Geotechnical site characterisation using seismic and resistivity geophysical techniques

Abstract

Geotechnical site investigations are vital for any construction project in brownfield re-development and/or greenfield sites. Many non-invasive, near-surface geophysical techniques are used for site characterisation, with electrical resistivity and seismic methods being two of the most popular techniques.
Although electrical resistivity has been used to detect buried foundations in brownfield sites, there is still research needed to identify optimal survey parameters and electrode configurations. In this study, four of the most common resistivity arrays (Wenner, dipole-dipole, pole-dipole and pole-pole) were utilized, on profiles (0.25 m electrode spacing and 64 electrodes) at different orientations and distances from a scaled-model of a buried foundation wall (wall dimensions are 1.5 m long × 0.36 m wide × 0.48 m height). The Wenner and dipole-dipole arrays, with surveys oriented parallel to the foundation wall, were found to be optimal.

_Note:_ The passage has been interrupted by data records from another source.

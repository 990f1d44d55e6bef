//! 纸张匹配
//!
//! 逐个枚举设备纸张，直接方向或交换方向的两边误差都小于容差即命中。
//! 取第一个命中的纸张，不再继续比较。

use crate::device::PlotDevice;
use crate::error::DeviceError;

/// 设备纸张
#[derive(Debug, Clone, PartialEq)]
pub struct MediaCandidate {
    pub name: String,
    pub width: f64,
    pub height: f64,
}

impl MediaCandidate {
    pub fn new(name: impl Into<String>, width: f64, height: f64) -> Self {
        Self {
            name: name.into(),
            width,
            height,
        }
    }

    /// 尺寸是否匹配（任一方向，误差严格小于容差）
    pub fn fits(&self, width: f64, height: f64, tolerance: f64) -> bool {
        let direct = (self.width - width).abs() < tolerance && (self.height - height).abs() < tolerance;
        let swapped = (self.height - width).abs() < tolerance && (self.width - height).abs() < tolerance;
        direct || swapped
    }
}

/// 在设备上查找第一个匹配的纸张
///
/// 枚举纸张失败视为设备错误；单个纸张取不到尺寸时跳过。
pub fn find_media<D: PlotDevice + ?Sized>(
    device: &D,
    width: f64,
    height: f64,
    tolerance: f64,
) -> Result<Option<MediaCandidate>, DeviceError> {
    for name in device.media_names()? {
        let (paper_w, paper_h) = match device.paper_size(&name) {
            Ok(size) => size,
            Err(e) => {
                tracing::debug!("Skipping media {}: {}", name, e);
                continue;
            }
        };

        let candidate = MediaCandidate::new(name, paper_w, paper_h);
        if candidate.fits(width, height, tolerance) {
            return Ok(Some(candidate));
        }
    }

    Ok(None)
}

Integration of geophysical (seismic (using 24 geophones and 1 m geophone spacing), electrical resistivity (2, 3 and 4 m electrode spacing and 64 electrodes) and gravity) with conventional in situ CPT tests surveys allowed good site characterisation of a geologically heterogeneous site.
Seismic surveys are routinely conducted for shear wave velocity-depth profile site determinations. Train-induced vibrations have been shown to be used as passive seismic sources for site characterisation studies. In a Midlands glaciated valley site, passing train vibrations were collected using three-component seismic stations and 1D/2D array configurations. Linear arrays (115 m total length and 5 m geophone spacing), oriented parallel to the railway, were found to be optimal. Analysis of three (i.e. vertical and horizontal) components revealed different shear wave velocities; however, it cannot be the case for the same site. Observing apparent wave velocities was the main interpretation for the differences in wave velocity. In addition, time-frequency analysis showed that potential Doppler shift was not noticeable on the observed train-induced vibrations.